## PROBLEM STATEMENT
Keep every line in which "tower" occurs and drop the rest of the data.

--------------------------------

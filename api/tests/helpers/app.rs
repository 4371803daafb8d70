use api::routes::routes;
use axum::{Router, body::Body, http::Request, response::Response};
use sea_orm::DatabaseConnection;
use serde_json::Value;
use std::convert::Infallible;
use tower::ServiceExt;
use tower::util::BoxCloneService;
use util::{config::AppConfig, state::AppState};

/// Builds the real router over a fresh migrated in-memory database.
///
/// Config overrides come first so JWT minting and verification agree on the
/// secret before any request is made.
pub async fn make_test_app() -> (
    BoxCloneService<Request<Body>, Response, Infallible>,
    DatabaseConnection,
) {
    AppConfig::set_jwt_secret("integration-test-secret");
    AppConfig::set_jwt_duration_minutes(30u64);

    let db = db::test_utils::setup_test_db().await;
    let app_state = AppState::new(db.clone());

    let router = Router::new().nest("/api", routes(app_state));
    (router.into_service().boxed_clone(), db)
}

pub async fn body_json(response: Response) -> Value {
    let bytes = axum::body::to_bytes(response.into_body(), usize::MAX)
        .await
        .expect("read body");
    serde_json::from_slice(&bytes).expect("body is JSON")
}
use sea_orm_migration::prelude::*;

use crate::migrations;

pub struct Migrator;

#[async_trait::async_trait]
impl MigratorTrait for Migrator {
    fn migrations() -> Vec<Box<dyn MigrationTrait>> {
        vec![
            Box::new(migrations::m202608150001_create_users::Migration),
            Box::new(migrations::m202608150002_create_classrooms::Migration),
            Box::new(migrations::m202608150003_create_enrollments::Migration),
            Box::new(migrations::m202608150004_create_attendance::Migration),
        ]
    }
}
use chrono::{DateTime, Utc};
use sea_orm::ActiveValue::Set;
use sea_orm::entity::prelude::*;
use sea_orm::{PaginatorTrait, QueryOrder};
use serde::Serialize;

use crate::codes;
use crate::error::AttendanceError;

/// One instructor-initiated attendance-taking window for a classroom meeting.
///
/// Sessions are created `open` with a short check-in code. Closing ends the
/// check-in window but keeps the code for historical display; reopening
/// re-enables check-in. Sessions are never deleted by this subsystem.
#[derive(Clone, Debug, PartialEq, DeriveEntityModel, Serialize)]
#[sea_orm(table_name = "attendance_sessions")]
pub struct Model {
    #[sea_orm(primary_key)]
    pub id: i64,
    pub classroom_id: i64,
    pub created_by: i64,
    pub is_open: bool,
    pub code: String,
    pub created_at: DateTime<Utc>,
    pub updated_at: DateTime<Utc>,
}

#[derive(Copy, Clone, Debug, EnumIter, DeriveRelation)]
pub enum Relation {
    #[sea_orm(
        belongs_to = "super::classroom::Entity",
        from = "Column::ClassroomId",
        to = "super::classroom::Column::Id",
        on_delete = "Cascade"
    )]
    Classroom,

    #[sea_orm(
        belongs_to = "super::user::Entity",
        from = "Column::CreatedBy",
        to = "super::user::Column::Id",
        on_delete = "Cascade"
    )]
    Creator,

    #[sea_orm(has_many = "super::attendance_record::Entity")]
    Records,
}

impl Related<super::classroom::Entity> for Entity {
    fn to() -> RelationDef {
        Relation::Classroom.def()
    }
}

impl Related<super::attendance_record::Entity> for Entity {
    fn to() -> RelationDef {
        Relation::Records.def()
    }
}

impl ActiveModelBehavior for ActiveModel {}

impl Model {
    /// Whether `code` is already attached to an open session in the
    /// classroom, other than `exclude` when given. Codes on closed sessions
    /// are free for reuse.
    async fn open_code_in_use(
        db: &DbConn,
        classroom_id: i64,
        code: &str,
        exclude: Option<i64>,
    ) -> Result<bool, DbErr> {
        let mut query = Entity::find()
            .filter(Column::ClassroomId.eq(classroom_id))
            .filter(Column::IsOpen.eq(true))
            .filter(Column::Code.eq(code));
        if let Some(id) = exclude {
            query = query.filter(Column::Id.ne(id));
        }
        Ok(query.count(db).await? > 0)
    }

    /// Draws a session code that no currently-open session in the classroom
    /// uses. Session mutations are instructor-driven and low-frequency, so a
    /// scan-then-draw loop is sufficient here; the hardened path is check-in.
    async fn mint_code(db: &DbConn, classroom_id: i64) -> Result<String, AttendanceError> {
        for _ in 0..codes::MAX_CODE_ATTEMPTS {
            let code = codes::generate(codes::SESSION_CODE_LEN);
            if !Self::open_code_in_use(db, classroom_id, &code, None).await? {
                return Ok(code);
            }
        }
        tracing::warn!(classroom_id, "exhausted session code attempts");
        Err(AttendanceError::CodeSpaceExhausted)
    }

    /// Creates a session in state `open`. A specific code may be requested
    /// (fixtures and drills); it is normalized and must not collide with any
    /// open session's code in the classroom.
    pub async fn create(
        db: &DbConn,
        classroom_id: i64,
        created_by: i64,
        requested_code: Option<&str>,
    ) -> Result<Model, AttendanceError> {
        let code = match requested_code {
            Some(raw) => {
                let code = codes::normalize(raw);
                if Self::open_code_in_use(db, classroom_id, &code, None).await? {
                    return Err(AttendanceError::CodeSpaceExhausted);
                }
                code
            }
            None => Self::mint_code(db, classroom_id).await?,
        };

        let now = Utc::now();
        let session = ActiveModel {
            classroom_id: Set(classroom_id),
            created_by: Set(created_by),
            is_open: Set(true),
            code: Set(code),
            created_at: Set(now),
            updated_at: Set(now),
            ..Default::default()
        };

        Ok(session.insert(db).await?)
    }

    /// Flips the open state. Applying the current state again is a no-op.
    ///
    /// Reopening keeps the stored code unless another session in the
    /// classroom has since opened with it, in which case a fresh code is
    /// minted so no two open sessions ever share one.
    pub async fn set_open(db: &DbConn, session_id: i64, open: bool) -> Result<Model, AttendanceError> {
        let Some(session) = Entity::find_by_id(session_id).one(db).await? else {
            return Err(AttendanceError::SessionNotFound);
        };

        if session.is_open == open {
            return Ok(session);
        }

        let mut code = session.code.clone();
        if open && Self::open_code_in_use(db, session.classroom_id, &code, Some(session.id)).await? {
            code = Self::mint_code(db, session.classroom_id).await?;
        }

        let mut am: ActiveModel = session.into();
        am.is_open = Set(open);
        am.code = Set(code);
        am.updated_at = Set(Utc::now());
        Ok(am.update(db).await?)
    }

    /// Sessions of a classroom, most recently created first.
    pub async fn list_for_classroom(db: &DbConn, classroom_id: i64) -> Result<Vec<Model>, DbErr> {
        Entity::find()
            .filter(Column::ClassroomId.eq(classroom_id))
            .order_by_desc(Column::CreatedAt)
            .order_by_desc(Column::Id)
            .all(db)
            .await
    }

    pub async fn count_for_classroom(db: &DbConn, classroom_id: i64) -> Result<u64, DbErr> {
        Entity::find()
            .filter(Column::ClassroomId.eq(classroom_id))
            .count(db)
            .await
    }
}
use sea_orm_migration::prelude::*;

pub struct Migration;

impl MigrationName for Migration {
    fn name(&self) -> &str {
        "m202608150004_create_attendance"
    }
}

#[async_trait::async_trait]
impl MigrationTrait for Migration {
    async fn up(&self, manager: &SchemaManager) -> Result<(), DbErr> {
        // attendance_sessions
        manager
            .create_table(
                Table::create()
                    .table(Alias::new("attendance_sessions"))
                    .if_not_exists()
                    .col(
                        ColumnDef::new(Alias::new("id"))
                            .big_integer()
                            .not_null()
                            .auto_increment()
                            .primary_key(),
                    )
                    .col(
                        ColumnDef::new(Alias::new("classroom_id"))
                            .big_integer()
                            .not_null(),
                    )
                    .col(
                        ColumnDef::new(Alias::new("created_by"))
                            .big_integer()
                            .not_null(),
                    )
                    .col(
                        ColumnDef::new(Alias::new("is_open"))
                            .boolean()
                            .not_null()
                            .default(true),
                    )
                    .col(
                        ColumnDef::new(Alias::new("code"))
                            .string_len(8)
                            .not_null(),
                    )
                    .col(
                        ColumnDef::new(Alias::new("created_at"))
                            .timestamp()
                            .not_null()
                            .default(Expr::cust("CURRENT_TIMESTAMP")),
                    )
                    .col(
                        ColumnDef::new(Alias::new("updated_at"))
                            .timestamp()
                            .not_null()
                            .default(Expr::cust("CURRENT_TIMESTAMP")),
                    )
                    .foreign_key(
                        ForeignKey::create()
                            .name("fk_att_sess_classroom")
                            .from(Alias::new("attendance_sessions"), Alias::new("classroom_id"))
                            .to(Alias::new("classrooms"), Alias::new("id"))
                            .on_delete(ForeignKeyAction::Cascade)
                            .on_update(ForeignKeyAction::Cascade),
                    )
                    .foreign_key(
                        ForeignKey::create()
                            .name("fk_att_sess_user")
                            .from(Alias::new("attendance_sessions"), Alias::new("created_by"))
                            .to(Alias::new("users"), Alias::new("id"))
                            .on_delete(ForeignKeyAction::Cascade)
                            .on_update(ForeignKeyAction::Cascade),
                    )
                    .to_owned(),
            )
            .await?;

        manager
            .create_index(
                Index::create()
                    .name("idx_att_sess_classroom")
                    .table(Alias::new("attendance_sessions"))
                    .col(Alias::new("classroom_id"))
                    .to_owned(),
            )
            .await?;

        // attendance_records
        manager
            .create_table(
                Table::create()
                    .table(Alias::new("attendance_records"))
                    .if_not_exists()
                    .col(
                        ColumnDef::new(Alias::new("session_id"))
                            .big_integer()
                            .not_null(),
                    )
                    .col(
                        ColumnDef::new(Alias::new("user_id"))
                            .big_integer()
                            .not_null(),
                    )
                    .col(
                        ColumnDef::new(Alias::new("provenance"))
                            .enumeration(
                                Alias::new("attendance_provenance"),
                                vec![Alias::new("self_checkin"), Alias::new("manual")],
                            )
                            .not_null(),
                    )
                    .col(
                        ColumnDef::new(Alias::new("taken_at"))
                            .timestamp()
                            .not_null()
                            .default(Expr::cust("CURRENT_TIMESTAMP")),
                    )
                    .primary_key(
                        Index::create()
                            .col(Alias::new("session_id"))
                            .col(Alias::new("user_id")),
                    )
                    .foreign_key(
                        ForeignKey::create()
                            .name("fk_att_rec_session")
                            .from(Alias::new("attendance_records"), Alias::new("session_id"))
                            .to(Alias::new("attendance_sessions"), Alias::new("id"))
                            .on_delete(ForeignKeyAction::Cascade)
                            .on_update(ForeignKeyAction::Cascade),
                    )
                    .foreign_key(
                        ForeignKey::create()
                            .name("fk_att_rec_user")
                            .from(Alias::new("attendance_records"), Alias::new("user_id"))
                            .to(Alias::new("users"), Alias::new("id"))
                            .on_delete(ForeignKeyAction::Cascade)
                            .on_update(ForeignKeyAction::Cascade),
                    )
                    .to_owned(),
            )
            .await
    }

    async fn down(&self, manager: &SchemaManager) -> Result<(), DbErr> {
        manager
            .drop_table(
                Table::drop()
                    .table(Alias::new("attendance_records"))
                    .to_owned(),
            )
            .await?;
        manager
            .drop_table(
                Table::drop()
                    .table(Alias::new("attendance_sessions"))
                    .to_owned(),
            )
            .await
    }
}
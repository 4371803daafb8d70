use axum::{Json, extract::Path, extract::State, http::StatusCode};

use db::models::attendance_session;
use util::state::AppState;

use crate::response::ApiResponse;
use crate::routes::common::error_response;

use super::common::{SessionResponse, SetSessionStateReq};
use super::post::load_session_in_classroom;

/// PATCH /api/classrooms/{classroom_id}/attendance/sessions/{session_id}
///
/// Instructor-only open/close flip. Applying the current state again is a
/// no-op. Closing keeps the code for historical display; reopening re-enables
/// check-in with the stored code unless it now collides with another open
/// session, in which case a fresh one is minted.
///
/// ### Responses
/// - `200 OK` with the updated session
/// - `404 Not Found` for an unknown session
pub async fn set_session_state(
    State(state): State<AppState>,
    Path((classroom_id, session_id)): Path<(i64, i64)>,
    Json(body): Json<SetSessionStateReq>,
) -> (StatusCode, Json<ApiResponse<SessionResponse>>) {
    let db = state.db();
    match load_session_in_classroom(db, classroom_id, session_id).await {
        Ok(()) => {}
        Err(e) => return error_response(e),
    }

    match attendance_session::Model::set_open(db, session_id, body.is_open).await {
        Ok(row) => {
            let message = if row.is_open {
                "Attendance session opened"
            } else {
                "Attendance session closed"
            };
            (
                StatusCode::OK,
                Json(ApiResponse::success(SessionResponse::new(row, true), message)),
            )
        }
        Err(e) => error_response(e),
    }
}
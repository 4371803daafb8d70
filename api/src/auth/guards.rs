//! Route-layer access guards.
//!
//! Authorization is a stateless per-request check: each guard reads the
//! `classroom_id` path parameter, asks the database who the caller is in that
//! classroom, and denies on any doubt. Guards insert the extracted `AuthUser`
//! into request extensions for the handler.

use std::collections::HashMap;

use axum::{
    Json,
    body::Body,
    extract::{FromRequestParts, Path, State},
    http::{Request, StatusCode},
    middleware::Next,
    response::Response,
};
use db::models::{classroom, enrollment};
use util::state::AppState;

use crate::auth::claims::AuthUser;
use crate::response::ApiResponse;

#[derive(serde::Serialize, Default)]
pub struct Empty;

/// Extracts and validates the caller from the request, re-inserting the
/// `AuthUser` into request extensions for downstream handlers.
async fn extract_and_insert_authuser(
    req: Request<Body>,
) -> Result<(Request<Body>, AuthUser), (StatusCode, Json<ApiResponse<Empty>>)> {
    let (mut parts, body) = req.into_parts();
    let user = AuthUser::from_request_parts(&mut parts, &())
        .await
        .map_err(|_| {
            (
                StatusCode::UNAUTHORIZED,
                Json(ApiResponse::error("Authentication required")),
            )
        })?;

    let mut req = Request::from_parts(parts, body);
    req.extensions_mut().insert(user.clone());
    Ok((req, user))
}

fn classroom_id_from(
    params: &HashMap<String, String>,
) -> Result<i64, (StatusCode, Json<ApiResponse<Empty>>)> {
    params
        .get("classroom_id")
        .and_then(|s| s.parse::<i64>().ok())
        .ok_or((
            StatusCode::BAD_REQUEST,
            Json(ApiResponse::error("Missing or invalid classroom_id")),
        ))
}

/// Basic guard: the request must carry a valid token.
pub async fn allow_authenticated(
    req: Request<Body>,
    next: Next,
) -> Result<Response, (StatusCode, Json<ApiResponse<Empty>>)> {
    let (req, _user) = extract_and_insert_authuser(req).await?;

    Ok(next.run(req).await)
}

/// Instructor-only guard: the caller must own the classroom in the path.
pub async fn allow_classroom_instructor(
    State(app_state): State<AppState>,
    Path(params): Path<HashMap<String, String>>,
    req: Request<Body>,
    next: Next,
) -> Result<Response, (StatusCode, Json<ApiResponse<Empty>>)> {
    let (req, user) = extract_and_insert_authuser(req).await?;
    let classroom_id = classroom_id_from(&params)?;

    match classroom::Model::is_instructor(app_state.db(), classroom_id, user.0.sub).await {
        Ok(true) => Ok(next.run(req).await),
        Ok(false) => Err((
            StatusCode::FORBIDDEN,
            Json(ApiResponse::error("Instructor access required")),
        )),
        Err(e) => {
            // Deny on DB error (fail-safe).
            tracing::warn!(
                error = %e,
                user_id = user.0.sub,
                classroom_id,
                "DB error while checking instructor; denying access"
            );
            Err((
                StatusCode::FORBIDDEN,
                Json(ApiResponse::error("Instructor access required")),
            ))
        }
    }
}

/// Membership guard: the caller must teach or attend the classroom.
pub async fn allow_classroom_member(
    State(app_state): State<AppState>,
    Path(params): Path<HashMap<String, String>>,
    req: Request<Body>,
    next: Next,
) -> Result<Response, (StatusCode, Json<ApiResponse<Empty>>)> {
    let (req, user) = extract_and_insert_authuser(req).await?;
    let classroom_id = classroom_id_from(&params)?;
    let db = app_state.db();

    let is_member = match classroom::Model::is_instructor(db, classroom_id, user.0.sub).await {
        Ok(true) => true,
        Ok(false) => enrollment::Model::is_enrolled(db, classroom_id, user.0.sub)
            .await
            .unwrap_or_else(|e| {
                tracing::warn!(
                    error = %e,
                    user_id = user.0.sub,
                    classroom_id,
                    "DB error while checking enrollment; denying access"
                );
                false
            }),
        Err(e) => {
            tracing::warn!(
                error = %e,
                user_id = user.0.sub,
                classroom_id,
                "DB error while checking instructor; denying access"
            );
            false
        }
    };

    if is_member {
        Ok(next.run(req).await)
    } else {
        Err((
            StatusCode::FORBIDDEN,
            Json(ApiResponse::error("Classroom membership required")),
        ))
    }
}
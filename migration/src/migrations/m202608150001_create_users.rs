use sea_orm_migration::prelude::*;

pub struct Migration;

impl MigrationName for Migration {
    fn name(&self) -> &str {
        "m202608150001_create_users"
    }
}

#[async_trait::async_trait]
impl MigrationTrait for Migration {
    async fn up(&self, manager: &SchemaManager) -> Result<(), DbErr> {
        manager
            .create_table(
                Table::create()
                    .table(Alias::new("users"))
                    .if_not_exists()
                    .col(
                        ColumnDef::new(Alias::new("id"))
                            .big_integer()
                            .not_null()
                            .auto_increment()
                            .primary_key(),
                    )
                    .col(
                        ColumnDef::new(Alias::new("email"))
                            .string()
                            .not_null()
                            .unique_key(),
                    )
                    .col(ColumnDef::new(Alias::new("name")).string().not_null())
                    .col(
                        ColumnDef::new(Alias::new("created_at"))
                            .timestamp()
                            .not_null()
                            .default(Expr::cust("CURRENT_TIMESTAMP")),
                    )
                    .col(
                        ColumnDef::new(Alias::new("updated_at"))
                            .timestamp()
                            .not_null()
                            .default(Expr::cust("CURRENT_TIMESTAMP")),
                    )
                    .to_owned(),
            )
            .await
    }

    async fn down(&self, manager: &SchemaManager) -> Result<(), DbErr> {
        manager
            .drop_table(Table::drop().table(Alias::new("users")).to_owned())
            .await
    }
}
pub mod claims;
pub mod extractors;
pub mod guards;
pub mod middleware;

pub use claims::{AuthUser, Claims};

use chrono::{Duration, Utc};
use jsonwebtoken::{EncodingKey, Header, encode};
use util::config;

/// Generates a JWT and its expiry timestamp for a given user.
pub fn generate_jwt(user_id: i64) -> (String, String) {
    let expiry = Utc::now() + Duration::minutes(config::jwt_duration_minutes() as i64);
    let claims = Claims {
        sub: user_id,
        exp: expiry.timestamp() as usize,
    };

    let token = encode(
        &Header::default(),
        &claims,
        &EncodingKey::from_secret(config::jwt_secret().as_bytes()),
    )
    .expect("Token encoding failed");

    (token, expiry.to_rfc3339())
}
//! Attendance-rate and demographic aggregates over a classroom's history.
//!
//! Read-only snapshot queries; no concurrency concerns beyond read-committed.

use sea_orm::entity::prelude::*;
use sea_orm::{FromQueryResult, PaginatorTrait, QueryOrder, QuerySelect};
use serde::Serialize;

use crate::error::AttendanceError;
use crate::models::{attendance_record, attendance_session, classroom, enrollment};

/// Count of enrolled students sharing one demographic value. `None` groups
/// the students who left the field blank.
#[derive(Debug, Clone, PartialEq, FromQueryResult, Serialize)]
pub struct MajorCount {
    pub major: Option<String>,
    pub count: i64,
}

#[derive(Debug, Clone, PartialEq, FromQueryResult, Serialize)]
pub struct GraduationYearCount {
    pub graduation_year: Option<i32>,
    pub count: i64,
}

/// The full statistics view for one classroom.
#[derive(Debug, Clone, Default, PartialEq, Serialize)]
pub struct ClassroomStats {
    pub enrolled_count: u64,
    pub session_count: u64,
    pub present_count: u64,
    /// Present-records over (enrolled x sessions), 0–100, one decimal.
    pub attendance_rate: f64,
    pub by_major: Vec<MajorCount>,
    pub by_graduation_year: Vec<GraduationYearCount>,
}

/// Overall attendance rate: total present-records across all sessions,
/// divided by the number of attendance opportunities (enrolled students
/// times sessions held). A classroom with no students or no sessions has
/// had no opportunities, so its rate is 0.0 rather than a division by zero.
pub fn attendance_rate(present: u64, enrolled: u64, sessions: u64) -> f64 {
    let opportunities = enrolled * sessions;
    if opportunities == 0 {
        return 0.0;
    }
    let pct = present as f64 / opportunities as f64 * 100.0;
    (pct * 10.0).round() / 10.0
}

/// Computes [`ClassroomStats`] for a classroom from the current roster and
/// full session history.
pub async fn classroom_stats(
    db: &DbConn,
    classroom_id: i64,
) -> Result<ClassroomStats, AttendanceError> {
    if classroom::Entity::find_by_id(classroom_id).one(db).await?.is_none() {
        return Err(AttendanceError::ClassroomNotFound);
    }

    let enrolled_count = enrollment::Model::count_for_classroom(db, classroom_id).await?;
    let session_count =
        attendance_session::Model::count_for_classroom(db, classroom_id).await?;
    let present_count = attendance_record::Model::count_for_classroom(db, classroom_id).await?;

    let by_major = enrollment::Entity::find()
        .select_only()
        .column(enrollment::Column::Major)
        .column_as(enrollment::Column::UserId.count(), "count")
        .filter(enrollment::Column::ClassroomId.eq(classroom_id))
        .group_by(enrollment::Column::Major)
        .order_by_asc(enrollment::Column::Major)
        .into_model::<MajorCount>()
        .all(db)
        .await?;

    let by_graduation_year = enrollment::Entity::find()
        .select_only()
        .column(enrollment::Column::GraduationYear)
        .column_as(enrollment::Column::UserId.count(), "count")
        .filter(enrollment::Column::ClassroomId.eq(classroom_id))
        .group_by(enrollment::Column::GraduationYear)
        .order_by_asc(enrollment::Column::GraduationYear)
        .into_model::<GraduationYearCount>()
        .all(db)
        .await?;

    Ok(ClassroomStats {
        enrolled_count,
        session_count,
        present_count,
        attendance_rate: attendance_rate(present_count, enrolled_count, session_count),
        by_major,
        by_graduation_year,
    })
}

--------------------------------

## ANSWER BOX
use tower::ServiceExt;
use tower::util::BoxCloneService;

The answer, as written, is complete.